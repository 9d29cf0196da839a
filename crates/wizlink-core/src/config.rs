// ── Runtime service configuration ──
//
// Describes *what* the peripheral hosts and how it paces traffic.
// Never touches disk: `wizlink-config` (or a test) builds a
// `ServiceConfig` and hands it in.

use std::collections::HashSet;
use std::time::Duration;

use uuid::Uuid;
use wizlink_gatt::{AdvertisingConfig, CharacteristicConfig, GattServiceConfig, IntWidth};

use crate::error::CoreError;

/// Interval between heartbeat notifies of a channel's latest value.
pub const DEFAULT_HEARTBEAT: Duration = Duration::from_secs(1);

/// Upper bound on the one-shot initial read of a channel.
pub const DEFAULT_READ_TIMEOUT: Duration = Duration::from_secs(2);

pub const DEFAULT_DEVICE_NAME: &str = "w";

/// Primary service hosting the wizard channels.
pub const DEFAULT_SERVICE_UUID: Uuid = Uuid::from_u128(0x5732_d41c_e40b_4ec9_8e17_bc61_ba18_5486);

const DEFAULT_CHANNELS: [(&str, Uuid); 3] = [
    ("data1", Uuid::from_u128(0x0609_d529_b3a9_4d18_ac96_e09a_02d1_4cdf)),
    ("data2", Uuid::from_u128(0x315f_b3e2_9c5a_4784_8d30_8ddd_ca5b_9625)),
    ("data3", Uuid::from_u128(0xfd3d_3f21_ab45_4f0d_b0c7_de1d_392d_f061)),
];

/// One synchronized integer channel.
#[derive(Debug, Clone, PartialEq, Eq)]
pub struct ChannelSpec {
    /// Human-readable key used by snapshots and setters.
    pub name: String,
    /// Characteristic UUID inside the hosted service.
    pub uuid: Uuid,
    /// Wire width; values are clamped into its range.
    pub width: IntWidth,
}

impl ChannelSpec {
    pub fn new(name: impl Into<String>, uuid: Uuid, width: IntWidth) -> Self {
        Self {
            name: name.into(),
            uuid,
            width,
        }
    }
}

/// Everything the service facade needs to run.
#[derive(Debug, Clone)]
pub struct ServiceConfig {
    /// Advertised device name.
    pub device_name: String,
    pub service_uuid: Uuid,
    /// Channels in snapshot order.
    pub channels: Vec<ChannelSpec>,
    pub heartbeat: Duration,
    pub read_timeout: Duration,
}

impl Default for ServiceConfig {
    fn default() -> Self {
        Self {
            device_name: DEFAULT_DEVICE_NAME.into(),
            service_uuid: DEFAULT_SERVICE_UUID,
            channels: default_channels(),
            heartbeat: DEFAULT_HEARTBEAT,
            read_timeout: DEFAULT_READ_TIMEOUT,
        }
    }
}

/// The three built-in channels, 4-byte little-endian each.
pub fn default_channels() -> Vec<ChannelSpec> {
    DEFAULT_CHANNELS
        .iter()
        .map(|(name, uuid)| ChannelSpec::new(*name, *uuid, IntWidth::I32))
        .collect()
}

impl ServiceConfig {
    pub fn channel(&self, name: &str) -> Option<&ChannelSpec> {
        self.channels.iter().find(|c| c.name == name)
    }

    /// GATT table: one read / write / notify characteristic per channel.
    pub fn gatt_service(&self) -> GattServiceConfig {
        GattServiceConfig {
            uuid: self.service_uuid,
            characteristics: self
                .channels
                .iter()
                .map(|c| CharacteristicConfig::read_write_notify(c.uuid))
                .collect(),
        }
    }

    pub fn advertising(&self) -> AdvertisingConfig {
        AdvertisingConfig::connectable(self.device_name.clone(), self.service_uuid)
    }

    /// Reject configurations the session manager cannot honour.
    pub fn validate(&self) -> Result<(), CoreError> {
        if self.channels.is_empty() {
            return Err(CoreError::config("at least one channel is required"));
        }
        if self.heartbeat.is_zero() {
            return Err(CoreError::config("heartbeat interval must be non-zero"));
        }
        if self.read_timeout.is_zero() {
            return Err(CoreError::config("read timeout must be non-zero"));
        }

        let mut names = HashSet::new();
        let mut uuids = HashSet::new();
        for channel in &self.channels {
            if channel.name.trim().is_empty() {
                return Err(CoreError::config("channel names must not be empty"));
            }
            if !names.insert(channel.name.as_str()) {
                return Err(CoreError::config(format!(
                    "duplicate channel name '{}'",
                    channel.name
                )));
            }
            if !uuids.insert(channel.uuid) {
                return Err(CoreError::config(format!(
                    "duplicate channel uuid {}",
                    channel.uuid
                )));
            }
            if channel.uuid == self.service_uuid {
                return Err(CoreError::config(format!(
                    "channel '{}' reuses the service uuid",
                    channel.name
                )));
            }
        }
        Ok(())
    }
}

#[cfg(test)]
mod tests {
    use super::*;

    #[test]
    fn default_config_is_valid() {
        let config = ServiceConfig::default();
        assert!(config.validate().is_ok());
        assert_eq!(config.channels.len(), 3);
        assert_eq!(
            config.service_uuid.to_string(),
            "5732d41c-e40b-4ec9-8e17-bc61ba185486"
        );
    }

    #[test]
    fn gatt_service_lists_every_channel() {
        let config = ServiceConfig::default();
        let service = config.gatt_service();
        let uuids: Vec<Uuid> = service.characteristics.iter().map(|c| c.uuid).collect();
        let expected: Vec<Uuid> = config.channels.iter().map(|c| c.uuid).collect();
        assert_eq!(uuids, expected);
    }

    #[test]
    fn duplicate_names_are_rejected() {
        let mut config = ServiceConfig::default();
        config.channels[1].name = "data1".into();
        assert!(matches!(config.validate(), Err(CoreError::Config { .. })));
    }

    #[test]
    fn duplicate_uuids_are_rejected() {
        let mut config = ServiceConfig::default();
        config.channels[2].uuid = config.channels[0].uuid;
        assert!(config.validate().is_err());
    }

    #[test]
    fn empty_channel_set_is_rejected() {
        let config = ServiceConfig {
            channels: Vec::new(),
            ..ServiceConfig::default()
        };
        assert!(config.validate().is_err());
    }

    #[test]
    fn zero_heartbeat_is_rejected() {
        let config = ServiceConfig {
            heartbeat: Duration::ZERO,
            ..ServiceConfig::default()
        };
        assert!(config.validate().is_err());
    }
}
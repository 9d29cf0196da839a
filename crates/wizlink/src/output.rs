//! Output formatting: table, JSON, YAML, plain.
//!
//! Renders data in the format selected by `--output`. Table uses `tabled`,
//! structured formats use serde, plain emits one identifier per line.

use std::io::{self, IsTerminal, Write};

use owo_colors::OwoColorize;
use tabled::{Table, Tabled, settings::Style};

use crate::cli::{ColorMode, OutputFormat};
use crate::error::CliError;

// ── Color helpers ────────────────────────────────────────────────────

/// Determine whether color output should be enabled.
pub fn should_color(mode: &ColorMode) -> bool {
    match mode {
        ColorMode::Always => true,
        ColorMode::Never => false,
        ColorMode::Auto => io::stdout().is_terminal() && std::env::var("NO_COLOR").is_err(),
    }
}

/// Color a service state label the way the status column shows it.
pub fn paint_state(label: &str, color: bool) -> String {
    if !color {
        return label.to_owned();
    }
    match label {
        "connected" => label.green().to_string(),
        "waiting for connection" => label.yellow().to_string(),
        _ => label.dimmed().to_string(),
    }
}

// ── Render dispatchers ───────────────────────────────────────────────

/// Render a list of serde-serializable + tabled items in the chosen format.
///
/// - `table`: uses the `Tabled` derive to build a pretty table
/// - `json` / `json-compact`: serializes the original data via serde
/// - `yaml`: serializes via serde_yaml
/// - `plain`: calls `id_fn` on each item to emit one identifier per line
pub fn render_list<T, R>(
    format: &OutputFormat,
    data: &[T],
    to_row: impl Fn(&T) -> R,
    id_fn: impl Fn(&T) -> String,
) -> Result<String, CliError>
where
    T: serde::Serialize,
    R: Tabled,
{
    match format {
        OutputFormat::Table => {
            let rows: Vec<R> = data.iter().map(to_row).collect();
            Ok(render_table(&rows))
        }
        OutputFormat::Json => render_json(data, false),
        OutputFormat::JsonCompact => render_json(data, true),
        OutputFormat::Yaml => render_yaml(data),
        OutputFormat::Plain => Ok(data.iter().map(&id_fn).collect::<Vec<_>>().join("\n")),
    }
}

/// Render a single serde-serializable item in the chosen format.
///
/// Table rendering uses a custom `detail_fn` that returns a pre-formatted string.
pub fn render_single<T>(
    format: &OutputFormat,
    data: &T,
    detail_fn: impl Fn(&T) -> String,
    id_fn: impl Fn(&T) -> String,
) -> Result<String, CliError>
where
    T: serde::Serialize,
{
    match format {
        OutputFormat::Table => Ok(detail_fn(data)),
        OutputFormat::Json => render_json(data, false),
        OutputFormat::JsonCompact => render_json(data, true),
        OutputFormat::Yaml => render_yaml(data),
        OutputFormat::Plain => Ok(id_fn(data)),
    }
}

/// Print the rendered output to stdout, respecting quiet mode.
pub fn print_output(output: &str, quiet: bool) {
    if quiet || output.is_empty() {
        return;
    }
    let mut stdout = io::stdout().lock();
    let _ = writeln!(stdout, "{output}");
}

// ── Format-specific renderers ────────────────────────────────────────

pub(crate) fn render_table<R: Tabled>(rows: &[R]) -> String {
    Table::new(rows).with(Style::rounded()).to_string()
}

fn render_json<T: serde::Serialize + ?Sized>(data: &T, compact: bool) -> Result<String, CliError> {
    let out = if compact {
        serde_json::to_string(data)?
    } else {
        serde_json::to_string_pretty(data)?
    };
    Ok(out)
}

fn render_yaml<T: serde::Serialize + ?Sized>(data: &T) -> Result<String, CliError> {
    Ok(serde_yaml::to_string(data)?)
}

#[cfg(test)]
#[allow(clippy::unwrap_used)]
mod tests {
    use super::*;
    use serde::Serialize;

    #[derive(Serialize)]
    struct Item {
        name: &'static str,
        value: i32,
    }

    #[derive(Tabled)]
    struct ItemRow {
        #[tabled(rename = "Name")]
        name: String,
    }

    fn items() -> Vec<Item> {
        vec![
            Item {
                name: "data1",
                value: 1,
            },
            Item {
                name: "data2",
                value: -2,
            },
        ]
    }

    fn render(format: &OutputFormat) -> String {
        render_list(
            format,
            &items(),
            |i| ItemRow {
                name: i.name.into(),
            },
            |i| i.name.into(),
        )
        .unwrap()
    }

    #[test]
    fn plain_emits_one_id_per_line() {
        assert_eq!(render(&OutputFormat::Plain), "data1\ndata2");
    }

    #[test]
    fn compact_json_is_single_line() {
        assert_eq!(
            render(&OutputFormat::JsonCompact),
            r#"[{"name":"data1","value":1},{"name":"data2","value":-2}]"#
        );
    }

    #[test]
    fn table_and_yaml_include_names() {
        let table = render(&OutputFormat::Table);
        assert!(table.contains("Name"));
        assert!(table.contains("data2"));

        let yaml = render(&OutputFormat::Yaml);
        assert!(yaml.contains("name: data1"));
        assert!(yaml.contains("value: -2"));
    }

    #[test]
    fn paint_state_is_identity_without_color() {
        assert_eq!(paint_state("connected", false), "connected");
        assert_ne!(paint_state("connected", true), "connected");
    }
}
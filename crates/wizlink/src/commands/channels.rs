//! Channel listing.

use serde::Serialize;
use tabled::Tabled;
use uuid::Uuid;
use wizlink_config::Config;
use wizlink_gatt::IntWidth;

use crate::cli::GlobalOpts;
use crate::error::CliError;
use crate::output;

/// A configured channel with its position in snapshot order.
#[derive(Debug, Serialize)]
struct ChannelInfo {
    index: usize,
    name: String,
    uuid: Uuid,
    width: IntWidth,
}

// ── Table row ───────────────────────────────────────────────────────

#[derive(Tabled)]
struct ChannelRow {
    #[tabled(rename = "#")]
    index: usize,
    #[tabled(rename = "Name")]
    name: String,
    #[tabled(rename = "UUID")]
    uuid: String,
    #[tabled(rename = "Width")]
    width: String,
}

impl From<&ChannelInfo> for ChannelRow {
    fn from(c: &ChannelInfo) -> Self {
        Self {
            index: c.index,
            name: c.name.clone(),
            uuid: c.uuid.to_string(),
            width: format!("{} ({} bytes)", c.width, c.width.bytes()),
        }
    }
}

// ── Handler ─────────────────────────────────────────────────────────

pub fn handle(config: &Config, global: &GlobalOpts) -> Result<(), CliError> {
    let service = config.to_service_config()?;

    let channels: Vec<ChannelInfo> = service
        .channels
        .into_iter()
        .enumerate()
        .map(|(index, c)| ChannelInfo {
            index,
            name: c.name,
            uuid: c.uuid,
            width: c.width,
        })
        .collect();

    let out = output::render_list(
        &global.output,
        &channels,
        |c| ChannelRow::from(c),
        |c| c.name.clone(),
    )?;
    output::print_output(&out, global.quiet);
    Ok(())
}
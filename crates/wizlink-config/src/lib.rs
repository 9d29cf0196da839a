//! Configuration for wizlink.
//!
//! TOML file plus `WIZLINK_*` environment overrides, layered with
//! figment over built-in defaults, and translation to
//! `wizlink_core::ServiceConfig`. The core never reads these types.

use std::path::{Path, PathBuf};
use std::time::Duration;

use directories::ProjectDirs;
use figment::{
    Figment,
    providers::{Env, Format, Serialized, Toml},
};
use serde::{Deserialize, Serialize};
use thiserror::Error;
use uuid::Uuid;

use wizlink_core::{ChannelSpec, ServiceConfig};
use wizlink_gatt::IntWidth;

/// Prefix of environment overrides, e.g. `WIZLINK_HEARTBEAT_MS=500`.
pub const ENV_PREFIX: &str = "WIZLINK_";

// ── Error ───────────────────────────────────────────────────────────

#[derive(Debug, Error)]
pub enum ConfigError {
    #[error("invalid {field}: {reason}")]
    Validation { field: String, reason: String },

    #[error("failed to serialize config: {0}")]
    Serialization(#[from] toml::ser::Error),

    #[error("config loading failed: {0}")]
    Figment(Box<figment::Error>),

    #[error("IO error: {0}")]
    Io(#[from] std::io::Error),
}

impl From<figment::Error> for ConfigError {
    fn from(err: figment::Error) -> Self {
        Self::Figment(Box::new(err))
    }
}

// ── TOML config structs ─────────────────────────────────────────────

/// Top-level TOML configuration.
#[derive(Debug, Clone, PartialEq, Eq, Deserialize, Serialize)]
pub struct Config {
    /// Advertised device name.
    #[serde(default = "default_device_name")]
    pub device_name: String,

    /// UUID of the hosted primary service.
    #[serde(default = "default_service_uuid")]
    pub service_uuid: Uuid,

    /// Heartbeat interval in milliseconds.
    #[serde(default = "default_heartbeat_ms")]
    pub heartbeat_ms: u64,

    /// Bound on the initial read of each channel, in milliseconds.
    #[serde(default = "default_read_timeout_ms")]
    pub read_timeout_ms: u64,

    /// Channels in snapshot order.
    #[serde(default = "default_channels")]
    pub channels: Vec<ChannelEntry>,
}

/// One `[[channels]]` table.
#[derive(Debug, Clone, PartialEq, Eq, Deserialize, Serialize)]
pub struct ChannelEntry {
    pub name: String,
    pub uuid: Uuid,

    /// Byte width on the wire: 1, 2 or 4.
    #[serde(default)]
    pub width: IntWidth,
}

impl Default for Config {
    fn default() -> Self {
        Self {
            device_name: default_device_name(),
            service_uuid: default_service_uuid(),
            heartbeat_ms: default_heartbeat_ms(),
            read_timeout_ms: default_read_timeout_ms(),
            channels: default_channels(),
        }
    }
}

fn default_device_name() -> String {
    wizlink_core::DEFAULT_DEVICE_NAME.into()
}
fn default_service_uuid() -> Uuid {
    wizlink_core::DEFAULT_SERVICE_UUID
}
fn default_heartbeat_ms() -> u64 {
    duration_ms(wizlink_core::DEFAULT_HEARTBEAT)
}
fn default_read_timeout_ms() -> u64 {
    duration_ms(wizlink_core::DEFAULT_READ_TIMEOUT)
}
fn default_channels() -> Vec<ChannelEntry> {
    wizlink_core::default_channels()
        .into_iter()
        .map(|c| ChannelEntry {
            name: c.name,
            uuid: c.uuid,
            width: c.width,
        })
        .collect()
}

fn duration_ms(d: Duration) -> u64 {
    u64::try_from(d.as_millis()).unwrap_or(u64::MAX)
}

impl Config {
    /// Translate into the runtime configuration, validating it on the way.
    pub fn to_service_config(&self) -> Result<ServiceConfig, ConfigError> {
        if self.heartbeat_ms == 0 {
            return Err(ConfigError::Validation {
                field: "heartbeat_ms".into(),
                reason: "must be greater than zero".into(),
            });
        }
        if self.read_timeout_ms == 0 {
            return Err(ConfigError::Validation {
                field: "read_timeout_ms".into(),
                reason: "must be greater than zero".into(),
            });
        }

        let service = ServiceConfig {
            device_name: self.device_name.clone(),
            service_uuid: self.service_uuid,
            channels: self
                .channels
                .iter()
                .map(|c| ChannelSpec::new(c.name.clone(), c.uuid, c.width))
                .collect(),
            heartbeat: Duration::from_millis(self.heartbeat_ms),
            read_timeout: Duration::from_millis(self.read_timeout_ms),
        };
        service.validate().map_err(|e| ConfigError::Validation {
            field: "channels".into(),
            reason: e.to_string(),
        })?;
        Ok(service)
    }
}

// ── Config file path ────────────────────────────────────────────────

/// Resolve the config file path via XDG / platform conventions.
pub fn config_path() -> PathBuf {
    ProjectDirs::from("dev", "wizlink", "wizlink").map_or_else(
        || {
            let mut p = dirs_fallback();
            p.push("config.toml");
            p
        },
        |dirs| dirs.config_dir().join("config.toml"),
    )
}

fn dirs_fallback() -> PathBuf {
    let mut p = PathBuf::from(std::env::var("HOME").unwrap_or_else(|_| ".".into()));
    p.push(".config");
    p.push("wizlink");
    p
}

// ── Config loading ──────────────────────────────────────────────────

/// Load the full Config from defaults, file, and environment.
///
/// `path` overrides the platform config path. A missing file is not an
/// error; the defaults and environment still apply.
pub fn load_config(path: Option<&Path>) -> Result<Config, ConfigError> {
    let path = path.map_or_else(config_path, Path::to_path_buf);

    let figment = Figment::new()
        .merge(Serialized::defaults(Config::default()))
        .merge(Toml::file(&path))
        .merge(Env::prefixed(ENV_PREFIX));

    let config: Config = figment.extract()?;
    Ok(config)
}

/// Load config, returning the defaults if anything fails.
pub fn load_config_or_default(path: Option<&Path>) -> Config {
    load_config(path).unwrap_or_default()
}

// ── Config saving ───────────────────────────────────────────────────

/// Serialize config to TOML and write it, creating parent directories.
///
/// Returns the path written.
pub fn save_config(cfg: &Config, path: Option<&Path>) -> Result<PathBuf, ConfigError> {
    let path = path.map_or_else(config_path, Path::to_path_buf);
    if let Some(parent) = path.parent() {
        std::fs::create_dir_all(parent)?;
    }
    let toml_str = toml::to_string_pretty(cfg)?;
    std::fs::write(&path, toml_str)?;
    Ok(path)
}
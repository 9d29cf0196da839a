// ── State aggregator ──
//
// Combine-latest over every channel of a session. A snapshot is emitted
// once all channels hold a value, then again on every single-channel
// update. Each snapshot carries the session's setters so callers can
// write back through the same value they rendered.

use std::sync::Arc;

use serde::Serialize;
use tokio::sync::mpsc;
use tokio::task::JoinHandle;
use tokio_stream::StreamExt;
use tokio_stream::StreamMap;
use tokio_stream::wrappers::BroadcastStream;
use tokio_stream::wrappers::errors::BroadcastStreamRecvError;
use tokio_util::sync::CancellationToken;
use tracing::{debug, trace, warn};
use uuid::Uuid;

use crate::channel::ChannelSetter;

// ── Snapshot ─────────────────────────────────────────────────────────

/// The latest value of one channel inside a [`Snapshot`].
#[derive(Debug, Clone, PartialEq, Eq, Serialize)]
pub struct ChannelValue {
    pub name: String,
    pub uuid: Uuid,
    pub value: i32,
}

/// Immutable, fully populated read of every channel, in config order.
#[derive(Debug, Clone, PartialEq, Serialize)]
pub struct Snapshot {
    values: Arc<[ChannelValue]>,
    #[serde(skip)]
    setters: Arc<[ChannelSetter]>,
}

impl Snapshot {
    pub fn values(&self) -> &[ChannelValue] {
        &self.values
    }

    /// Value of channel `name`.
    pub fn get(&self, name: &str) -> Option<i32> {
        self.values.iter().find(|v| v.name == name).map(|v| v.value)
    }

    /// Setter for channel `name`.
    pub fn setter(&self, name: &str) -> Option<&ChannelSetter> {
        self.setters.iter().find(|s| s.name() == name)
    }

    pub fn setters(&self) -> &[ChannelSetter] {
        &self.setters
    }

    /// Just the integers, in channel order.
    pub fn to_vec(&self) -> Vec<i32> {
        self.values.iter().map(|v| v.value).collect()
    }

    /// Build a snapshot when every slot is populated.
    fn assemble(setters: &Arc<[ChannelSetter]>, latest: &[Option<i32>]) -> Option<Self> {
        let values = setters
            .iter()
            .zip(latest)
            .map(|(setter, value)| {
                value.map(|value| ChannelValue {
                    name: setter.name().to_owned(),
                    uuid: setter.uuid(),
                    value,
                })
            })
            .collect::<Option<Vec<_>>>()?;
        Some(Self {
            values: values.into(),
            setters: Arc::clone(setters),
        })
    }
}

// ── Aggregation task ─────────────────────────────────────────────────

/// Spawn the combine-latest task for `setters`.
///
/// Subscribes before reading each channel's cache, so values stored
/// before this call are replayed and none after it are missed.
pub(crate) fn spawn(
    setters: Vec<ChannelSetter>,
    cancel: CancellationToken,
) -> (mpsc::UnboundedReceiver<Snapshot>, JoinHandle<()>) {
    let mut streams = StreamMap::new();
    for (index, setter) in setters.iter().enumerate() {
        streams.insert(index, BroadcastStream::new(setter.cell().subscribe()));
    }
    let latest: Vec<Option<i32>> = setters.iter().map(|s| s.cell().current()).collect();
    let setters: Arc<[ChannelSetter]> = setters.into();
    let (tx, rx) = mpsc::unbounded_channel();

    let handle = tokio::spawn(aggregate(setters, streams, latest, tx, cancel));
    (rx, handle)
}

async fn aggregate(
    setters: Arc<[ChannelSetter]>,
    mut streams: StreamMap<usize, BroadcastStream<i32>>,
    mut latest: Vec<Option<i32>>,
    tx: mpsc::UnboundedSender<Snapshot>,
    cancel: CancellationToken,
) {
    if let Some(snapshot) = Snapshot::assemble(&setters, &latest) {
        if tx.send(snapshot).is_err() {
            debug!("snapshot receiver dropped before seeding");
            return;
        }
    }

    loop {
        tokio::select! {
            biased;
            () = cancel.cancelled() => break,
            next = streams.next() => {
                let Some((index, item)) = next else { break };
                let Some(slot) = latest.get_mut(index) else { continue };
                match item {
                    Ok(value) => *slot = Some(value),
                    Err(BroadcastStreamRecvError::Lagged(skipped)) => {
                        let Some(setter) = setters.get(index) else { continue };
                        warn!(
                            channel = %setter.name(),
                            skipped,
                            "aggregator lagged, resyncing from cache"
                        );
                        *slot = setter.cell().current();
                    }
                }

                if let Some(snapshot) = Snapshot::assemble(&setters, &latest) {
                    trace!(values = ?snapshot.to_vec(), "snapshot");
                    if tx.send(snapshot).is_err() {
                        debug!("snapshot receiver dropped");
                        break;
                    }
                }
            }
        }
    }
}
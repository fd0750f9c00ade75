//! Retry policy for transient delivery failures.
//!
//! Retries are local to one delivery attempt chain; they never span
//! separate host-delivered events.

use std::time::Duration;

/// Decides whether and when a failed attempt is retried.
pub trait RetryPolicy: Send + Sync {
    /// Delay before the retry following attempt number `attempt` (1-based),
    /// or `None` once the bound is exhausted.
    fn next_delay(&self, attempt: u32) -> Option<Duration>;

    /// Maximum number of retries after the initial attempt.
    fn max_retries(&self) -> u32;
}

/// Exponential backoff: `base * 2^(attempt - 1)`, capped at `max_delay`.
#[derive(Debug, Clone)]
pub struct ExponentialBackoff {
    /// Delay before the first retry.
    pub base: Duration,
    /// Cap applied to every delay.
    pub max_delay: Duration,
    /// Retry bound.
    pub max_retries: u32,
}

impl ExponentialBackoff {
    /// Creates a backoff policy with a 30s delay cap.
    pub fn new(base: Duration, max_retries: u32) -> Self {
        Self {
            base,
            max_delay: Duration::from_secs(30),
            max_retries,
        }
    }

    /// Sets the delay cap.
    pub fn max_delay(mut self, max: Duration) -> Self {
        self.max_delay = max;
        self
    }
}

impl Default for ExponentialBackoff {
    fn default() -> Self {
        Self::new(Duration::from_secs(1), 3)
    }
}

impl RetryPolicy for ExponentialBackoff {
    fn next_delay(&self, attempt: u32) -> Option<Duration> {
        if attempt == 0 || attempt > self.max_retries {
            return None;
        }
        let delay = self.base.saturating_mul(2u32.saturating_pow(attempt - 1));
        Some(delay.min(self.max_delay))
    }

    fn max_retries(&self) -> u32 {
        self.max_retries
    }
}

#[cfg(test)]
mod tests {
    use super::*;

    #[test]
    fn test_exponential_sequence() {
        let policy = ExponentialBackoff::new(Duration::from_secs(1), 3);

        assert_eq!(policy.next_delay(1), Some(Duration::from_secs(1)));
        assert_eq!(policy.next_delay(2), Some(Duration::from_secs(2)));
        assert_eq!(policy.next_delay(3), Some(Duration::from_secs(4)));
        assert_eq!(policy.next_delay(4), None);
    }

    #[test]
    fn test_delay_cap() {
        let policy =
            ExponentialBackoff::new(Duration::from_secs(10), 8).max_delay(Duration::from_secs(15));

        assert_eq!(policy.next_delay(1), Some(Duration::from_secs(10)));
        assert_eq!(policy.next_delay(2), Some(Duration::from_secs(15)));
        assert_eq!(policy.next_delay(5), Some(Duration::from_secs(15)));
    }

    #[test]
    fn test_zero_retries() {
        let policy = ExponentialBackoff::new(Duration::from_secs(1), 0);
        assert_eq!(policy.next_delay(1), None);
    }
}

━━━━━━━━━━━━━━━━

When every line of the listing has been checked for the string "HashSet", give only the number of lines that contain it.

3